Sir Christopher James Hampton (born 26 January 1946) is a British playwright, screenwriter, and translator. He is best known for his play Les Liaisons Dangereuses based on the novel of the same name, and for the film adaptation. He has thrice received nominations for the Academy Award for Best Adapted Screenplay: for Dangerous Liaisons (1988), Atonement (2007) and The Father (2020); winning for the former and latter.

Hampton is also known for his work in the theatre including Les Liaisons Dangereuses, and The Philanthropist. He also translated the plays The Seagull (2008), God of Carnage (2009), The Father (2016), and The Height of the Storm (2019). He also wrote, with Don Black, the book and lyrics for the musical Sunset Boulevard (1994), for which they received Tony Awards for Best Book of a Musical and Best Original Score.

==Early life and theatrical debut==
Hampton was born in Faial, Azores, to British parents Dorothy Patience (née Herrington) and Bernard Patrick Hampton, a marine telecommunications engineer for Cable & Wireless. His father's job led the family to settle in Aden, Yemen, and Cairo and Alexandria in Egypt, and later in Hong Kong and Zanzibar. During the Suez Crisis in 1956, the family had to flee Egypt under cover of darkness, leaving their possessions behind.

After a prep school at Reigate in Surrey, Hampton attended the independent boarding school Lancing College near the village of Lancing in West Sussex at the age of 13. There he won house colours for boxing and distinguished himself as a sergeant in the Combined Cadet Force (CCF). Among his contemporaries at Lancing was David Hare, later also a dramatist; poet Harry Guest was a teacher.

From 1964, Hampton read German and French at New College, Oxford, as a Sacher Scholar. He graduated with a starred First Class Degree in 1968.

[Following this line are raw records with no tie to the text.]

//! Metrics published by the cloud provider's monitoring API.

use std::sync::Arc;
use std::time::Duration;

use async_trait::async_trait;

use super::{Collector, EntitySamples};
use crate::error::CollectError;
use crate::model::RawSample;
use crate::source::CloudMetricsSource;

pub struct CloudMetricsCollector {
    name: String,
    source: Arc<dyn CloudMetricsSource>,
    resource_id: String,
    metric_names: Vec<String>,
    period: Duration,
}

impl CloudMetricsCollector {
    pub fn new(
        name: impl Into<String>,
        source: Arc<dyn CloudMetricsSource>,
        resource_id: impl Into<String>,
        metric_names: Vec<String>,
        period: Duration,
    ) -> Self {
        Self {
            name: name.into(),
            source,
            resource_id: resource_id.into(),
            metric_names,
            period,
        }
    }
}

#[async_trait]
impl Collector for CloudMetricsCollector {
    fn name(&self) -> &str {
        &self.name
    }

    async fn sample(&self) -> Result<Vec<RawSample>, CollectError> {
        let points = self
            .source
            .list_metrics(&self.resource_id, &self.metric_names, self.period)
            .await?;

        // Points already carry their own timestamps and are not cumulative.
        let mut out = Vec::with_capacity(points.len());
        for p in &points {
            EntitySamples::new(&mut out, p.metric_name.as_str(), p.timestamp)
                .dimension("resource_id", self.resource_id.as_str())
                .gauge(&p.metric_name, p.value, "none");
        }
        Ok(out)
    }
}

Hampton became involved in the theatre while at Oxford University. The Oxford University Dramatic Society (OUDS) performed his original play When Did You Last See My Mother?, about adolescent homosexuality. He drew from his own experiences at Lancing. Hampton sent the work to the play agent Peggy Ramsay, who interested William Gaskill in it. The play was performed at the Royal Court Theatre in London, and soon transferred to the Comedy Theatre; in 1966, Hampton was the youngest writer in the modern era to have a play performed in the West End. Hampton's work on screenplays for the cinema also began around this time. He adapted this play for Richard Attenborough and Bryan Forbes, but a film version was never made.

==Stage plays and other works==
From 1968 to 1970, Hampton worked as the Resident Dramatist at the Royal Court Theatre, and also as the company's literary manager. He continued to write plays: Total Eclipse, about the French poets and lovers Arthur Rimbaud and Paul Verlaine, was first performed in September 1968 at the Royal Court, but it received mixed reviews; in the New Statesman, Philip French wrote of "...a most intelligent dramatic treatment of the relationship between Rimblaud and Verlaine... a compelling evening in the theatre."
The Philanthropist (1970) is set in an English university town and was influenced by Molière's The Misanthrope. The Royal Court delayed a staging for two years because of an uncertainty over its prospects, but their production was one of the Royal Court's more successful works up to that point. The production transferred to the Mayfair Theatre in London's West End and ran for nearly four years, winning the Evening Standard Theatre Award for Best Comedy. It reached Broadway in New York City in 1971.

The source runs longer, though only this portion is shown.